Your objective: Look through the entries and count each line that includes the string "matches". Reply with the number alone.

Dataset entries
-- -- --
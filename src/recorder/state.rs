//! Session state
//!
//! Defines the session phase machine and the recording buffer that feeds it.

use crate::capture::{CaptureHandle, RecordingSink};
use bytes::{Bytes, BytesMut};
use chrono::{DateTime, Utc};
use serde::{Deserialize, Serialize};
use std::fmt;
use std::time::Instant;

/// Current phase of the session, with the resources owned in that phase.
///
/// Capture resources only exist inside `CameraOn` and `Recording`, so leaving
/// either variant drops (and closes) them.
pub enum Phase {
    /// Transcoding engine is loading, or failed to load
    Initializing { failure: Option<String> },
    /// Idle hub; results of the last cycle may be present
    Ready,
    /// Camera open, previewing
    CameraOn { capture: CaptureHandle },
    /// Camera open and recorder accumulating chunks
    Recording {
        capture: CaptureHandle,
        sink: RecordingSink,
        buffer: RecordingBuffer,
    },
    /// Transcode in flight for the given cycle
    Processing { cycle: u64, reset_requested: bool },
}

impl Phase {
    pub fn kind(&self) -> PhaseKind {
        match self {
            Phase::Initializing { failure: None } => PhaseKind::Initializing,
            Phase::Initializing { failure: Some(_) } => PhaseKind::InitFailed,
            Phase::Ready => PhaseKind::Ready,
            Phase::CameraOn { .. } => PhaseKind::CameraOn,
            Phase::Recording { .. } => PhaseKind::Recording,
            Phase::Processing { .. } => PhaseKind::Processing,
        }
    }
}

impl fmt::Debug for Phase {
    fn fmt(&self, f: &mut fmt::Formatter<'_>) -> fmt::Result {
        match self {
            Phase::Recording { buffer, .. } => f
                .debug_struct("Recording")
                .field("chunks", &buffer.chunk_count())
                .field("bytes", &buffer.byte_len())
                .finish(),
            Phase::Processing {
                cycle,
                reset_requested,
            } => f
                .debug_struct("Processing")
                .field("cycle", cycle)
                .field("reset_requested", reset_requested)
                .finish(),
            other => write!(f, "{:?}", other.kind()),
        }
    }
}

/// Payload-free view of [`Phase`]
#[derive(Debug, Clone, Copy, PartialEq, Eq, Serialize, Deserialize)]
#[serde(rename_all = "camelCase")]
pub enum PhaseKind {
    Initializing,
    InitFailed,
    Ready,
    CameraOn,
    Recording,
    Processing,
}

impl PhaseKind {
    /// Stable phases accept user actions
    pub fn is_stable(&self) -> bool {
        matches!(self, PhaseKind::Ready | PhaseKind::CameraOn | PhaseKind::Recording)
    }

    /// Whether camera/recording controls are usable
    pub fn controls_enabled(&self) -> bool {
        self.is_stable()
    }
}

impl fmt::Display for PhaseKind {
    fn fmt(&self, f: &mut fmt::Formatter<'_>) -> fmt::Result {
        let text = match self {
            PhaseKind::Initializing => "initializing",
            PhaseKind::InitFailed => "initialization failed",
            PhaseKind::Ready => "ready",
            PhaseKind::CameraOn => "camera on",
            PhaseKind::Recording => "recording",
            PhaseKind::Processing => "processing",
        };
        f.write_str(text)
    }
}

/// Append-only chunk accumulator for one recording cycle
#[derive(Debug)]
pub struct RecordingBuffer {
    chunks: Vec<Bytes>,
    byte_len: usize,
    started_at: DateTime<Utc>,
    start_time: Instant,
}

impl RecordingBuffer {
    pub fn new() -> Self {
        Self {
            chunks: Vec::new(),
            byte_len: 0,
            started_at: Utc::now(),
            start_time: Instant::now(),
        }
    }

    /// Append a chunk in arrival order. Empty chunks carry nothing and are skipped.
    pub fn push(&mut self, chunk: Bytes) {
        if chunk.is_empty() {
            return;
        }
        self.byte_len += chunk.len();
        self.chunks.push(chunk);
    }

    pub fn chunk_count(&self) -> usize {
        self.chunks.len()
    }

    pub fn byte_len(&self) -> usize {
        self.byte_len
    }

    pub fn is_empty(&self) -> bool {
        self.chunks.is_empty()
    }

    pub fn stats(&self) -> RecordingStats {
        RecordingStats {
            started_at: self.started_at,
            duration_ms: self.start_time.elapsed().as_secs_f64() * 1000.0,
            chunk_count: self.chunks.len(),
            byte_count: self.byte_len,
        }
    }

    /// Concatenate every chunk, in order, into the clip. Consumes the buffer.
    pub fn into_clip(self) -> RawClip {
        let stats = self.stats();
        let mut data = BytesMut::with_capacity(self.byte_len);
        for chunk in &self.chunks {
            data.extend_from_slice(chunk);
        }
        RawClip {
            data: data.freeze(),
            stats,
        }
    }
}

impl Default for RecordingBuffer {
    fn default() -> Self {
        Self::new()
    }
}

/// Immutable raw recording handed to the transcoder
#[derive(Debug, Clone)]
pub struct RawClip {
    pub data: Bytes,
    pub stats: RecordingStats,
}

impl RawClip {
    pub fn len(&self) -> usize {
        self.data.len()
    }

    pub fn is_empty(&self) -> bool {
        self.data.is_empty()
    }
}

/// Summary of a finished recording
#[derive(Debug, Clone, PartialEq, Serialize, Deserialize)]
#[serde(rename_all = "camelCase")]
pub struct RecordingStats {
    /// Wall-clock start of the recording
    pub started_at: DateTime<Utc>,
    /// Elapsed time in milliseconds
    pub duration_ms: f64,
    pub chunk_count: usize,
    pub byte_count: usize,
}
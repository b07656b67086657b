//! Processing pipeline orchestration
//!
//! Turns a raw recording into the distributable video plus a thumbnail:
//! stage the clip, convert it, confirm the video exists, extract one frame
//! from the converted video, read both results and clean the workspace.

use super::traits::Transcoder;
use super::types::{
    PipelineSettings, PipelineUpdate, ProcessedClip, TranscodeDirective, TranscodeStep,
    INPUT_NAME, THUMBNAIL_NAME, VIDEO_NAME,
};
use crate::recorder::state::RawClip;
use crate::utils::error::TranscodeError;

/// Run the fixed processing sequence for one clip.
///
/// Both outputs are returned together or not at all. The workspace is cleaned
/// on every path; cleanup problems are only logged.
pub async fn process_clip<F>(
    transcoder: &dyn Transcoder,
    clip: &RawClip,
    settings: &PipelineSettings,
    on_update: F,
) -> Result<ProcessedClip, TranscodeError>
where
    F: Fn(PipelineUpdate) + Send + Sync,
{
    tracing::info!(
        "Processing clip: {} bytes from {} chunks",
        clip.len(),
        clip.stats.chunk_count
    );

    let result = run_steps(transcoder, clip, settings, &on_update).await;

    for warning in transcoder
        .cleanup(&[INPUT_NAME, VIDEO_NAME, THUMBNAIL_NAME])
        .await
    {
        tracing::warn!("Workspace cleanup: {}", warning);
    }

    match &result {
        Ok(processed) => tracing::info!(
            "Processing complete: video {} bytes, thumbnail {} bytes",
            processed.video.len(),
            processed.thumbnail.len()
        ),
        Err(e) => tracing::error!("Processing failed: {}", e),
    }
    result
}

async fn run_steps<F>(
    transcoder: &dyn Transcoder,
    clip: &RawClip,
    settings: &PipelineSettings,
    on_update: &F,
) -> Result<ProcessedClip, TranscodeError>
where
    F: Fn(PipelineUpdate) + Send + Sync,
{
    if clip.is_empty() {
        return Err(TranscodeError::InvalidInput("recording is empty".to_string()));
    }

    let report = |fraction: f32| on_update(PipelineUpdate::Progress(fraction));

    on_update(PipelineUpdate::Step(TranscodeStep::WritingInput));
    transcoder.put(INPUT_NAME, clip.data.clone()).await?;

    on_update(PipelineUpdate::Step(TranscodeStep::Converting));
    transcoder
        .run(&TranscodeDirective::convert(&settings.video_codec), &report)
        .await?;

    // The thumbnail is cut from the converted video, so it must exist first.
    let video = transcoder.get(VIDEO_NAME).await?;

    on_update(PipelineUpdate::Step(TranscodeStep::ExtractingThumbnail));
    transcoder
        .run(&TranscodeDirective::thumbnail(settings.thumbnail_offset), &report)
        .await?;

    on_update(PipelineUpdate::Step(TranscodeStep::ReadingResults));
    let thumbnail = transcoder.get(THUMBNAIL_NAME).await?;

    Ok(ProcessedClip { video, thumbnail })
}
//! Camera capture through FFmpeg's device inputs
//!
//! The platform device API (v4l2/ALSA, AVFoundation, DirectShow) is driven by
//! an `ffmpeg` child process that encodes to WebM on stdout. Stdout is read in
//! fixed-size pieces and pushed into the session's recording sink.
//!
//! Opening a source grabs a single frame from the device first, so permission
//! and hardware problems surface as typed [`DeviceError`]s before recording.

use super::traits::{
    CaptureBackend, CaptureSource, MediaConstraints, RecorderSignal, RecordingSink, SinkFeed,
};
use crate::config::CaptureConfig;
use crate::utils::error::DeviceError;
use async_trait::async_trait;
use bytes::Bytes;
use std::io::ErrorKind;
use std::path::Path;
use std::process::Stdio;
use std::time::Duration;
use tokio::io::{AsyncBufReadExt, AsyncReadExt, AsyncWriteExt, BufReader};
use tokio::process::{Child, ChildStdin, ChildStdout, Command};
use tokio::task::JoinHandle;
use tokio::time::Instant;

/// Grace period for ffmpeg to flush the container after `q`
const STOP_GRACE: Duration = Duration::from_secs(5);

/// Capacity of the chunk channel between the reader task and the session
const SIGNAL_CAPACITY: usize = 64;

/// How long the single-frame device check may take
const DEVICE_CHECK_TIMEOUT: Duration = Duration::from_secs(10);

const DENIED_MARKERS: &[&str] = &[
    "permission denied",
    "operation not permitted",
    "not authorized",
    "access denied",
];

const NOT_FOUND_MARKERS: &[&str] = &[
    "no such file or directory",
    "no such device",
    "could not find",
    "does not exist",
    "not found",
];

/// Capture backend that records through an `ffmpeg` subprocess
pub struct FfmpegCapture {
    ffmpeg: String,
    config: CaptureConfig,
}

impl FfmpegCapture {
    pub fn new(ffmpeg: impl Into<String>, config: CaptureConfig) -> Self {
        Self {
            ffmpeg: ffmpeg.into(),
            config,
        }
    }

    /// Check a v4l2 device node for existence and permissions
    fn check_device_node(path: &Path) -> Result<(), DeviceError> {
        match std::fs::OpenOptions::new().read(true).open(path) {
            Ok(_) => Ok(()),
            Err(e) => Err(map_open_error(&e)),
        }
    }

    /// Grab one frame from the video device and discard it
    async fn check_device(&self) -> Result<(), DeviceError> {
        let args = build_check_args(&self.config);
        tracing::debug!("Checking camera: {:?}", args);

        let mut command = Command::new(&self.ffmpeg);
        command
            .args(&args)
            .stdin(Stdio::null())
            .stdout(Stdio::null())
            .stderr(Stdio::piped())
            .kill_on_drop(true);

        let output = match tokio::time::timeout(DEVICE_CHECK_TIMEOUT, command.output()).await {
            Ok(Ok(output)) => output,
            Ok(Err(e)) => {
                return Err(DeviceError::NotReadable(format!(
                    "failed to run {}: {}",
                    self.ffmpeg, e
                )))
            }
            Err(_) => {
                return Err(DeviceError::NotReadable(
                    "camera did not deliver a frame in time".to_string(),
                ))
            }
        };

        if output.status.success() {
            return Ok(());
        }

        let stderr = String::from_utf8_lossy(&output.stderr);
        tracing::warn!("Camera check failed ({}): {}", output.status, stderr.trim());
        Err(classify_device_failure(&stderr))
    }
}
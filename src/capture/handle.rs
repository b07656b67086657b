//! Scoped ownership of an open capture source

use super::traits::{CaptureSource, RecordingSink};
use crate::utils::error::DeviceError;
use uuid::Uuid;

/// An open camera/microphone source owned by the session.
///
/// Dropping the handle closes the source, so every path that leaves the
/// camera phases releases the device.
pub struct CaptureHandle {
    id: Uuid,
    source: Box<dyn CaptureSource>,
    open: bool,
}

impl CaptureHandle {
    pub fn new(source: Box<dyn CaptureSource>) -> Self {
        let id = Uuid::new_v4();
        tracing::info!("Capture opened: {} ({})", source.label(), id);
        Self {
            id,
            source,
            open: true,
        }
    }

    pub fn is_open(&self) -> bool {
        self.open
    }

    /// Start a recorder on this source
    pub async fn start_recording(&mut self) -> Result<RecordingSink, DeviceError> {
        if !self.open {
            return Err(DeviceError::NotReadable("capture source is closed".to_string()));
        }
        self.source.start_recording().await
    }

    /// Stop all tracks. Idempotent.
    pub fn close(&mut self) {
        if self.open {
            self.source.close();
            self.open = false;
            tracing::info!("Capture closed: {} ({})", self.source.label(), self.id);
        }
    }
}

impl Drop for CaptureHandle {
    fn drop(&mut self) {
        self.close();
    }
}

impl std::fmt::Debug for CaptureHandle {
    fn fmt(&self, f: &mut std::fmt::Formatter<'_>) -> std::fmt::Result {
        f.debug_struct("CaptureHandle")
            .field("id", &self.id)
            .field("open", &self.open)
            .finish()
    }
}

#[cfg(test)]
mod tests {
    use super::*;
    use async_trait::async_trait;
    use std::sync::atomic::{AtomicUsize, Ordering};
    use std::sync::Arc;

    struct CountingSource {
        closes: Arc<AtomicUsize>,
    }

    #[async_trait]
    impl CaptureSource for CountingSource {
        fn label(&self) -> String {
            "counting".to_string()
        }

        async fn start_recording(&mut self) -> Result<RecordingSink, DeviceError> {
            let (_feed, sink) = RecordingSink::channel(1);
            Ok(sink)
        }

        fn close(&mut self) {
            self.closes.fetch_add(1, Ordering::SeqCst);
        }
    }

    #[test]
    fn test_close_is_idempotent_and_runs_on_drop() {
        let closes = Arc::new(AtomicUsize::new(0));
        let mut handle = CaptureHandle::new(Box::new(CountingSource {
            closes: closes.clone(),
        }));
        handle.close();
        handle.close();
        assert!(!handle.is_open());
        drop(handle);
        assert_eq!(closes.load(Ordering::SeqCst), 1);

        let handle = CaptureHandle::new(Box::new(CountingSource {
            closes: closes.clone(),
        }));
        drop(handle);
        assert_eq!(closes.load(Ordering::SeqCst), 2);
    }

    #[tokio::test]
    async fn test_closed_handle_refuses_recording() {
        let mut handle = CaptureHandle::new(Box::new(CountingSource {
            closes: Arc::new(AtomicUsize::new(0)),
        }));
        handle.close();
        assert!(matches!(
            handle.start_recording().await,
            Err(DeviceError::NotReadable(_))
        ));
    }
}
-- -- --
Response for this exercise: 2